Biography
I am a historian of modern South Asia and the Indian Ocean, from ca. 1750 to decolonization. My work centers on how power is exercised in and on Muslim societies, and how political genealogies are shaped by regional and global histories of empire and colonialism.
My first book, Hajj across Empires: Pilgrimage and Political Culture after the Mughals, 1739-1857 (Cambridge, 2024), examined how South Asian Muslims navigated the revolutionary age between Mughal imperial decline and British colonial consolidation by forging transregional ties through pilgrimage to Arabia and the Ottoman world. For a preview of the book’s themes, you can read a short piece I wrote for the Cambridge University Press blog.
I was formerly an Academy Scholar at the Harvard Academy for International and Area Studies, a Kluge Fellow at the Library of Congress, and a Member of the School of Historical Studies at the Institute for Advanced Study.

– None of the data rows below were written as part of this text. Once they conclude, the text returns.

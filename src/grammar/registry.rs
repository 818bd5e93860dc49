//! In-memory grammar registry.

use std::collections::HashMap;

use super::{Grammar, GrammarError, GrammarInfo, GrammarResult, GrammarRule, RuleId};

/// A [`Grammar`] backed by a hash map of rules.
#[derive(Debug, Clone, Default)]
pub struct RuleRegistry {
    info: GrammarInfo,
    rules: HashMap<RuleId, GrammarRule>,
}

impl RuleRegistry {
    /// Creates an empty registry.
    pub fn new(info: GrammarInfo) -> Self {
        Self {
            info,
            rules: HashMap::new(),
        }
    }

    /// Creates a registry holding `rules`.
    ///
    /// Fails on duplicate ids. Dangling child ids are allowed here; use
    /// [`RuleRegistry::check_references`] to detect them.
    pub fn from_rules<I>(info: GrammarInfo, rules: I) -> GrammarResult<Self>
    where
        I: IntoIterator<Item = GrammarRule>,
    {
        let mut registry = Self::new(info);
        for rule in rules {
            registry.insert(rule)?;
        }
        Ok(registry)
    }

    /// Registers a rule.
    pub fn insert(&mut self, rule: GrammarRule) -> GrammarResult<()> {
        if self.rules.contains_key(&rule.id) {
            return Err(GrammarError::DuplicateRule { rule: rule.id });
        }
        self.rules.insert(rule.id.clone(), rule);
        Ok(())
    }

    /// Returns the number of registered rules.
    pub fn len(&self) -> usize {
        self.rules.len()
    }

    /// Returns true if no rule is registered.
    pub fn is_empty(&self) -> bool {
        self.rules.is_empty()
    }

    /// Iterates over registered rules in no particular order.
    pub fn rules(&self) -> impl Iterator<Item = &GrammarRule> {
        self.rules.values()
    }

    /// Verifies that every child id names a registered rule.
    ///
    /// Rules are checked in id order so the reported error is deterministic.
    pub fn check_references(&self) -> GrammarResult<()> {
        let mut ids: Vec<&RuleId> = self.rules.keys().collect();
        ids.sort();

        for id in ids {
            let rule = &self.rules[id];
            if let Some(child) = rule
                .children
                .iter()
                .find(|child| !self.rules.contains_key(*child))
            {
                return Err(GrammarError::UnknownChild {
                    rule: rule.id.clone(),
                    child: child.clone(),
                });
            }
        }
        Ok(())
    }
}

impl Grammar for RuleRegistry {
    fn rule(&self, id: &str) -> Option<&GrammarRule> {
        self.rules.get(id)
    }

    fn info(&self) -> &GrammarInfo {
        &self.info
    }
}
//! Node visitor infrastructure.
//!
//! [`accept`] routes a node to the `visit_*` method matching its kind. Every
//! kind-specific method falls back to [`Visit::visit_node`], whose default
//! walks the children, so a policy only overrides the kinds it cares about.

use std::ops::ControlFlow;

use crate::ast::node::{
    BinaryOperator, ClauseKind, IdentificationVariable, LiteralKind, NodeKind, PathExpression,
    StatementKind,
};
use crate::ast::tree::NodeRef;

/// Shared type alias for visitor traversal methods.
pub type VisitResult<B> = ControlFlow<B>;

macro_rules! try_visit {
    ($expr:expr) => {
        match $expr {
            ControlFlow::Continue(()) => {}
            ControlFlow::Break(b) => return ControlFlow::Break(b),
        }
    };
}

pub(crate) use try_visit;

/// Visitor over expression tree nodes.
pub trait Visit<'t> {
    /// Early-exit payload produced when traversal stops.
    type Break;

    /// Fallback for every kind without its own override.
    fn visit_node(&mut self, node: NodeRef<'t>) -> VisitResult<Self::Break> {
        walk_children(self, node)
    }

    fn visit_binary(&mut self, node: NodeRef<'t>, _op: BinaryOperator) -> VisitResult<Self::Break> {
        self.visit_node(node)
    }

    fn visit_collection(&mut self, node: NodeRef<'t>) -> VisitResult<Self::Break> {
        self.visit_node(node)
    }

    fn visit_sub_expression(&mut self, node: NodeRef<'t>) -> VisitResult<Self::Break> {
        self.visit_node(node)
    }

    fn visit_path(
        &mut self,
        node: NodeRef<'t>,
        _path: &'t PathExpression,
    ) -> VisitResult<Self::Break> {
        self.visit_node(node)
    }

    fn visit_null(&mut self, node: NodeRef<'t>) -> VisitResult<Self::Break> {
        self.visit_node(node)
    }

    fn visit_bad(&mut self, node: NodeRef<'t>) -> VisitResult<Self::Break> {
        self.visit_node(node)
    }

    fn visit_unknown(&mut self, node: NodeRef<'t>, _text: &'t str) -> VisitResult<Self::Break> {
        self.visit_node(node)
    }

    fn visit_clause(&mut self, node: NodeRef<'t>, _kind: ClauseKind) -> VisitResult<Self::Break> {
        self.visit_node(node)
    }

    fn visit_statement(
        &mut self,
        node: NodeRef<'t>,
        _kind: StatementKind,
    ) -> VisitResult<Self::Break> {
        self.visit_node(node)
    }

    fn visit_literal(
        &mut self,
        node: NodeRef<'t>,
        _kind: LiteralKind,
        _text: &'t str,
    ) -> VisitResult<Self::Break> {
        self.visit_node(node)
    }

    fn visit_identification_variable(
        &mut self,
        node: NodeRef<'t>,
        _variable: &'t IdentificationVariable,
    ) -> VisitResult<Self::Break> {
        self.visit_node(node)
    }

    fn visit_abstract_schema_name(
        &mut self,
        node: NodeRef<'t>,
        _name: &'t str,
    ) -> VisitResult<Self::Break> {
        self.visit_node(node)
    }

    fn visit_result_variable(
        &mut self,
        node: NodeRef<'t>,
        _name: &'t str,
    ) -> VisitResult<Self::Break> {
        self.visit_node(node)
    }

    fn visit_function(&mut self, node: NodeRef<'t>, _name: &'t str) -> VisitResult<Self::Break> {
        self.visit_node(node)
    }
}

/// Dispatches `node` to the visitor method for its kind.
pub fn accept<'t, V: Visit<'t> + ?Sized>(
    visitor: &mut V,
    node: NodeRef<'t>,
) -> VisitResult<V::Break> {
    match node.kind() {
        NodeKind::Binary(op) => visitor.visit_binary(node, *op),
        NodeKind::Collection => visitor.visit_collection(node),
        NodeKind::SubExpression => visitor.visit_sub_expression(node),
        NodeKind::Path(path) => visitor.visit_path(node, path),
        NodeKind::Null => visitor.visit_null(node),
        NodeKind::Bad => visitor.visit_bad(node),
        NodeKind::Unknown(text) => visitor.visit_unknown(node, text),
        NodeKind::Clause(kind) => visitor.visit_clause(node, *kind),
        NodeKind::Statement(kind) => visitor.visit_statement(node, *kind),
        NodeKind::Literal(kind, text) => visitor.visit_literal(node, *kind, text),
        NodeKind::IdentificationVariable(variable) => {
            visitor.visit_identification_variable(node, variable)
        }
        NodeKind::AbstractSchemaName(name) => visitor.visit_abstract_schema_name(node, name),
        NodeKind::ResultVariable(name) => visitor.visit_result_variable(node, name),
        NodeKind::Function(name) => visitor.visit_function(node, name),
    }
}

/// Visits every child of `node` in order, stopping at the first break.
pub fn walk_children<'t, V: Visit<'t> + ?Sized>(
    visitor: &mut V,
    node: NodeRef<'t>,
) -> VisitResult<V::Break> {
    for child in node.children() {
        try_visit!(accept(visitor, child));
    }
    ControlFlow::Continue(())
}

/// Visits the parent of `node`, or continues if `node` is the root.
pub fn walk_parent<'t, V: Visit<'t> + ?Sized>(
    visitor: &mut V,
    node: NodeRef<'t>,
) -> VisitResult<V::Break> {
    match node.parent() {
        Some(parent) => accept(visitor, parent),
        None => ControlFlow::Continue(()),
    }
}

#[cfg(test)]
mod tests {
    use std::ops::ControlFlow;

    use super::*;
    use crate::ast::tree::TreeBuilder;

    #[derive(Default)]
    struct KindCounter {
        literals: usize,
        others: usize,
    }

    impl<'t> Visit<'t> for KindCounter {
        type Break = ();

        fn visit_node(&mut self, node: NodeRef<'t>) -> VisitResult<()> {
            self.others += 1;
            walk_children(self, node)
        }

        fn visit_literal(
            &mut self,
            _node: NodeRef<'t>,
            _kind: LiteralKind,
            _text: &'t str,
        ) -> VisitResult<()> {
            self.literals += 1;
            ControlFlow::Continue(())
        }
    }

    struct FirstBad;

    impl<'t> Visit<'t> for FirstBad {
        type Break = usize;

        fn visit_bad(&mut self, node: NodeRef<'t>) -> VisitResult<usize> {
            ControlFlow::Break(node.offset())
        }
    }

    #[test]
    fn overrides_coexist_with_fallback() {
        let mut builder = TreeBuilder::new();
        let list = builder.push(None, NodeKind::Collection, "list", 0..4);
        builder.push(Some(list), NodeKind::Literal(LiteralKind::Numeric, "1".into()), "n", 0..1);
        builder.push(Some(list), NodeKind::Null, "n", 2..2);
        builder.push(Some(list), NodeKind::Literal(LiteralKind::Numeric, "2".into()), "n", 3..4);
        let tree = builder.finish();

        let mut counter = KindCounter::default();
        let flow = accept(&mut counter, tree.node(list));
        assert!(matches!(flow, ControlFlow::Continue(())));
        assert_eq!(counter.literals, 2);
        assert_eq!(counter.others, 2);
    }

    #[test]
    fn break_stops_the_walk() {
        let mut builder = TreeBuilder::new();
        let list = builder.push(None, NodeKind::Collection, "list", 0..9);
        builder.push(Some(list), NodeKind::Bad, "bad", 2..3);
        builder.push(Some(list), NodeKind::Bad, "bad", 6..7);
        let tree = builder.finish();

        assert_eq!(accept(&mut FirstBad, tree.node(list)), ControlFlow::Break(2));
    }

    #[test]
    fn walk_parent_stops_at_root() {
        let mut builder = TreeBuilder::new();
        let root = builder.push(None, NodeKind::Null, "n", 0..0);
        let tree = builder.finish();
        assert_eq!(walk_parent(&mut FirstBad, tree.node(root)), ControlFlow::Continue(()));
    }
}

I am now working on two new books. The first, Mughal Enlightenment: The Command of Subjects in Colonial Thought, reconsiders how Persian – a classical lingua franca of India and the Indian Ocean – transformed under colonial rule. It reveals how Mughal munshis (scribal workers) engaged with European sources and actors to coproduce novel vernacular epistemologies of science, art, narratology, medicine, ethnography, and political economy. The second is a history of the Nawabs of Dacca, a merchant clan turned landed dynasty that used a colonial peerage to reinvent themselves as neo-Mughal nobles loyal to the Victorian Raj. The book reconstructs the family’s pivotal role in broader currents of Muslim communal mobilization in modern South Asia.